With Don at her side, Eleanor saw Teddy Roosevelt Jr.’s grave for the first time. Couldn’t have been easy for the 19-year-old to witness.
At that time, it was Don’s job to help guard the cemetery — to “protect the remains,” as he described it. He was working for the U.S. Army’s Quartermaster Corps’ Graves Registration Service. Talking about the service and Don’s work, Tamara stated in an email: “They took in bodies found in France in the fields/farmlands and put them in graves after proper identification. (Don) guarded the cemetery, shut down temporary cemeteries in France and Ireland and consolidated to bigger cemeteries, and escorted bodies back to a ship for return to the U.S. for burial at the request of families . . .”
Tamara arranged for me to meet Don. I found him living in a lovely Hickory town home. His birth certificate may prove that he was born Nov. 23, 1927, but the man I met could easily be years younger.

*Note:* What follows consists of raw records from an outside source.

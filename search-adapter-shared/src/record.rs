//! ORM-shaped records.

use serde::{Deserialize, Serialize};
use serde_json::{Map, Value};

use crate::errors::CriteriaError;
use crate::id::DocumentId;

/// Field holding the record's identifier.
pub const ID_FIELD: &str = "id";

/// Field carrying the relevance score of a ranked search hit.
pub const SCORE_FIELD: &str = "_score";

/// A single record: `{id, ...fields}`, plus `_score` when it came from a
/// ranked search.
///
/// Records are plain values built fresh for every response.
#[derive(Debug, Clone, Default, PartialEq, Serialize, Deserialize)]
#[serde(transparent)]
pub struct Record(Map<String, Value>);

impl Record {
    /// Create an empty record.
    pub fn new() -> Self {
        Self::default()
    }

    /// A record carrying nothing but its id.
    pub fn with_id_only(id: &DocumentId) -> Self {
        Self::new().with(ID_FIELD, id.to_value())
    }

    /// Set a field, builder style.
    pub fn with(mut self, field: impl Into<String>, value: impl Into<Value>) -> Self {
        self.0.insert(field.into(), value.into());
        self
    }

    /// The record's id, if it has a usable one.
    pub fn id(&self) -> Option<DocumentId> {
        self.0
            .get(ID_FIELD)
            .and_then(|id| DocumentId::from_value(id).ok().flatten())
    }

    /// Look up a field.
    pub fn get(&self, field: &str) -> Option<&Value> {
        self.0.get(field)
    }

    /// Set a field.
    pub fn insert(&mut self, field: impl Into<String>, value: Value) -> Option<Value> {
        self.0.insert(field.into(), value)
    }

    /// Relevance score, when annotated.
    pub fn score(&self) -> Option<f64> {
        self.0.get(SCORE_FIELD).and_then(Value::as_f64)
    }

    /// Annotate the record with a relevance score.
    pub fn set_score(&mut self, score: f64) {
        self.0.insert(SCORE_FIELD.to_string(), Value::from(score));
    }

    /// Remove a field, returning its value.
    pub fn remove(&mut self, field: &str) -> Option<Value> {
        self.0.remove(field)
    }

    pub fn into_value(self) -> Value {
        Value::Object(self.0)
    }
}

impl From<Map<String, Value>> for Record {
    fn from(map: Map<String, Value>) -> Self {
        Self(map)
    }
}

impl TryFrom<Value> for Record {
    type Error = CriteriaError;

    fn try_from(value: Value) -> Result<Self, Self::Error> {
        match value {
            Value::Object(map) => Ok(Self(map)),
            other => Err(CriteriaError::RecordNotObject(other.to_string())),
        }
    }
}
//! Provisioning error types.
//!
//! Index provisioning runs once at startup; any of these is fatal for the
//! adapter and is never retried.

use std::fmt;

use thiserror::Error;

use super::BackendError;

/// A step of the index provisioning sequence.
#[derive(Debug, Clone, Copy, PartialEq, Eq)]
pub enum ProvisionStep {
    ExistsCheck,
    Create,
    Close,
    PutSettings,
    PutMapping,
    Open,
}

impl ProvisionStep {
    /// Whether a failure at this step leaves the index closed.
    pub fn leaves_index_closed(&self) -> bool {
        matches!(self, Self::PutSettings | Self::PutMapping | Self::Open)
    }
}

impl fmt::Display for ProvisionStep {
    fn fmt(&self, f: &mut fmt::Formatter<'_>) -> fmt::Result {
        let name = match self {
            Self::ExistsCheck => "exists check",
            Self::Create => "create",
            Self::Close => "close",
            Self::PutSettings => "put settings",
            Self::PutMapping => "put mapping",
            Self::Open => "open",
        };
        f.write_str(name)
    }
}

/// Errors that can occur while provisioning the index.
#[derive(Debug, Clone, Error)]
pub enum ProvisioningError {
    /// A lifecycle call on the index failed.
    #[error("Index {index}: {step} failed: {source}")]
    StepFailed {
        index: String,
        step: ProvisionStep,
        #[source]
        source: BackendError,
    },

    /// Applying the mapping of one configured type failed.
    #[error("Index {index}: put mapping for type {type_name} failed: {source}")]
    MappingFailed {
        index: String,
        type_name: String,
        #[source]
        source: BackendError,
    },
}

impl ProvisioningError {
    /// Create a step failure.
    pub fn step(index: impl Into<String>, step: ProvisionStep, source: BackendError) -> Self {
        Self::StepFailed {
            index: index.into(),
            step,
            source,
        }
    }

    /// Create a mapping failure for a single type.
    pub fn mapping(
        index: impl Into<String>,
        type_name: impl Into<String>,
        source: BackendError,
    ) -> Self {
        Self::MappingFailed {
            index: index.into(),
            type_name: type_name.into(),
            source,
        }
    }

    /// The step that failed.
    pub fn failed_step(&self) -> ProvisionStep {
        match self {
            Self::StepFailed { step, .. } => *step,
            Self::MappingFailed { .. } => ProvisionStep::PutMapping,
        }
    }

    /// Whether the failure left the index closed.
    ///
    /// Close → settings → mappings → open is not transactional and nothing is
    /// rolled back.
    pub fn index_left_closed(&self) -> bool {
        self.failed_step().leaves_index_closed()
    }
}
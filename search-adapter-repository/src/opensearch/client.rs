//! OpenSearch client implementation.
//!
//! This module provides the concrete implementation of `IndexAdministration`
//! and `DocumentBackend` using the OpenSearch Rust client. The REST surface
//! used here is shared with Elasticsearch 7, so the same client serves both.

use std::time::Duration;

use async_trait::async_trait;
use opensearch::{
    cluster::ClusterHealthParts,
    http::{
        response::Response,
        transport::{SingleNodeConnectionPool, TransportBuilder},
    },
    indices::{
        IndicesCloseParts, IndicesCreateParts, IndicesExistsParts, IndicesOpenParts,
        IndicesPutMappingParts, IndicesPutSettingsParts,
    },
    CountParts, DeleteParts, GetParts, OpenSearch, SearchParts, UpdateParts,
};
use serde_json::Value;
use tracing::{debug, error, info, instrument};
use url::Url;

use search_adapter_shared::DocumentId;

use crate::config::AdapterConfig;
use crate::errors::BackendError;
use crate::interfaces::{DocumentBackend, IndexAdministration};

/// OpenSearch client implementation.
///
/// Wraps a single-node connection pool. Connection-level settings (the
/// request timeout) are the only timeouts applied; the adapter itself never
/// retries.
///
/// # Example
///
/// ```ignore
/// let client = OpenSearchClient::new("http://localhost:9200")?;
/// let exists = client.index_exists("orm").await?;
/// ```
pub struct OpenSearchClient {
    client: OpenSearch,
}

impl OpenSearchClient {
    /// Create a new client connected to the specified URL.
    ///
    /// # Arguments
    ///
    /// * `url` - The backend URL (e.g., "http://localhost:9200")
    ///
    /// # Returns
    ///
    /// * `Ok(OpenSearchClient)` - A new client instance
    /// * `Err(BackendError)` - If the URL is invalid or transport setup fails
    pub fn new(url: &str) -> Result<Self, BackendError> {
        Self::build(url, None)
    }

    /// Create a client from the adapter configuration.
    pub fn from_config(config: &AdapterConfig) -> Result<Self, BackendError> {
        Self::build(
            &config.host,
            config.request_timeout_secs.map(Duration::from_secs),
        )
    }

    fn build(url: &str, timeout: Option<Duration>) -> Result<Self, BackendError> {
        let parsed_url = Url::parse(url).map_err(|e| BackendError::connection(e.to_string()))?;

        let conn_pool = SingleNodeConnectionPool::new(parsed_url);
        let mut builder = TransportBuilder::new(conn_pool).disable_proxy();
        if let Some(timeout) = timeout {
            builder = builder.timeout(timeout);
        }
        let transport = builder
            .build()
            .map_err(|e| BackendError::connection(e.to_string()))?;

        info!(url = %url, timeout = ?timeout, "Created search backend client");

        Ok(Self {
            client: OpenSearch::new(transport),
        })
    }

    /// Turn a non-success response into a `BackendError`.
    async fn ensure_success(response: Response, operation: &str) -> Result<Response, BackendError> {
        let status = response.status_code();
        if status.is_success() {
            return Ok(response);
        }

        let body = response.text().await.unwrap_or_default();
        error!(status = %status, body = %body, operation, "Backend request failed");
        Err(BackendError::request_failed(status.as_u16(), body))
    }

    async fn read_json(response: Response, operation: &str) -> Result<Value, BackendError> {
        let response = Self::ensure_success(response, operation).await?;
        response
            .json::<Value>()
            .await
            .map_err(|e| BackendError::parse(format!("{} response: {}", operation, e)))
    }
}

#[async_trait]
impl IndexAdministration for OpenSearchClient {
    #[instrument(skip(self))]
    async fn index_exists(&self, index: &str) -> Result<bool, BackendError> {
        let response = self
            .client
            .indices()
            .exists(IndicesExistsParts::Index(&[index]))
            .send()
            .await
            .map_err(|e| BackendError::connection(e.to_string()))?;

        match response.status_code().as_u16() {
            404 => Ok(false),
            _ => Self::ensure_success(response, "exists").await.map(|_| true),
        }
    }

    #[instrument(skip(self, body))]
    async fn create_index(&self, index: &str, body: Value) -> Result<(), BackendError> {
        let response = self
            .client
            .indices()
            .create(IndicesCreateParts::Index(index))
            .body(body)
            .send()
            .await
            .map_err(|e| BackendError::connection(e.to_string()))?;

        Self::ensure_success(response, "create").await?;
        debug!(index, "Index created");
        Ok(())
    }

    #[instrument(skip(self))]
    async fn close_index(&self, index: &str) -> Result<(), BackendError> {
        let response = self
            .client
            .indices()
            .close(IndicesCloseParts::Index(&[index]))
            .send()
            .await
            .map_err(|e| BackendError::connection(e.to_string()))?;

        Self::ensure_success(response, "close").await?;
        Ok(())
    }

    #[instrument(skip(self, body))]
    async fn put_settings(&self, index: &str, body: Value) -> Result<(), BackendError> {
        let response = self
            .client
            .indices()
            .put_settings(IndicesPutSettingsParts::Index(&[index]))
            .body(body)
            .send()
            .await
            .map_err(|e| BackendError::connection(e.to_string()))?;

        Self::ensure_success(response, "put_settings").await?;
        Ok(())
    }

    #[instrument(skip(self, body))]
    async fn put_mapping(
        &self,
        index: &str,
        type_name: &str,
        body: Value,
    ) -> Result<(), BackendError> {
        let response = self
            .client
            .indices()
            .put_mapping(IndicesPutMappingParts::Index(&[index]))
            .body(body)
            .send()
            .await
            .map_err(|e| BackendError::connection(e.to_string()))?;

        Self::ensure_success(response, "put_mapping").await?;
        debug!(index, type_name, "Mapping applied");
        Ok(())
    }

    #[instrument(skip(self))]
    async fn open_index(&self, index: &str) -> Result<(), BackendError> {
        let response = self
            .client
            .indices()
            .open(IndicesOpenParts::Index(&[index]))
            .send()
            .await
            .map_err(|e| BackendError::connection(e.to_string()))?;

        Self::ensure_success(response, "open").await?;
        Ok(())
    }
}

#[async_trait]
impl DocumentBackend for OpenSearchClient {
    async fn get(&self, index: &str, id: &DocumentId) -> Result<Value, BackendError> {
        let response = self
            .client
            .get(GetParts::IndexId(index, id.as_str()))
            .send()
            .await
            .map_err(|e| BackendError::connection(e.to_string()))?;

        if response.status_code().as_u16() == 404 {
            return Err(BackendError::not_found(id.as_str()));
        }

        Self::read_json(response, "get").await
    }

    async fn search(&self, index: &str, body: Value) -> Result<Value, BackendError> {
        let response = self
            .client
            .search(SearchParts::Index(&[index]))
            .body(body)
            .send()
            .await
            .map_err(|e| BackendError::connection(e.to_string()))?;

        Self::read_json(response, "search").await
    }

    async fn count(&self, index: &str, body: Value) -> Result<Value, BackendError> {
        let response = self
            .client
            .count(CountParts::Index(&[index]))
            .body(body)
            .send()
            .await
            .map_err(|e| BackendError::connection(e.to_string()))?;

        Self::read_json(response, "count").await
    }

    // API reference: https://docs.opensearch.org/latest/api-reference/document-apis/update-document/#using-the-upsert-operation
    async fn update(
        &self,
        index: &str,
        type_name: &str,
        id: &DocumentId,
        body: Value,
    ) -> Result<Value, BackendError> {
        let response = self
            .client
            .update(UpdateParts::IndexId(index, id.as_str()))
            .body(body)
            .send()
            .await
            .map_err(|e| BackendError::connection(e.to_string()))?;

        let value = Self::read_json(response, "update").await?;
        debug!(index, type_name, id = %id, "Document upserted");
        Ok(value)
    }

    async fn delete(
        &self,
        index: &str,
        type_name: &str,
        id: &DocumentId,
    ) -> Result<Value, BackendError> {
        let response = self
            .client
            .delete(DeleteParts::IndexId(index, id.as_str()))
            .send()
            .await
            .map_err(|e| BackendError::connection(e.to_string()))?;

        if response.status_code().as_u16() == 404 {
            return Err(BackendError::not_found(id.as_str()));
        }

        let value = Self::read_json(response, "delete").await?;
        debug!(index, type_name, id = %id, "Document deleted");
        Ok(value)
    }

    async fn health_check(&self) -> Result<bool, BackendError> {
        let response = self
            .client
            .cluster()
            .health(ClusterHealthParts::None)
            .send()
            .await
            .map_err(|e| BackendError::connection(e.to_string()))?;

        let body = Self::read_json(response, "health").await?;
        Ok(body.get("status").and_then(Value::as_str) != Some("red"))
    }
}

Don said he hadn’t known what his military service would entail until he got to Frankfurt, Germany. From there he went to Paris, the location of the headquarters of the Graves Registration Service. Don said simply and bluntly: “We had cemeteries all over France. (Men were) digging (soldiers) up and sending them to permanent cemeteries.”
At Sainte-Mère-Église, the location of the first cemetery at which Don worked, the burial site was filled with soldiers who’d died in battle and were quickly buried. Don said there were no caskets. No embalming. The bodies were wrapped in some sort of material like sheets. The deceased men were wearing the uniforms they’d died in.
“They died with their boots on,” said Don, who with another soldier guarded the cemetery. “I was on duty 24 hours and then off duty 24 hours,” he said.
Don and the other guard had a little house at the graveyard. “People would stop by and look around (the cemetery),” Don recalled. No disinterments occurred at Sainte-Mère-Église while Don was there, but fallen soldiers were removed from their graves in two other places that Don worked: Belfast, Ireland, and a place in southeastern France.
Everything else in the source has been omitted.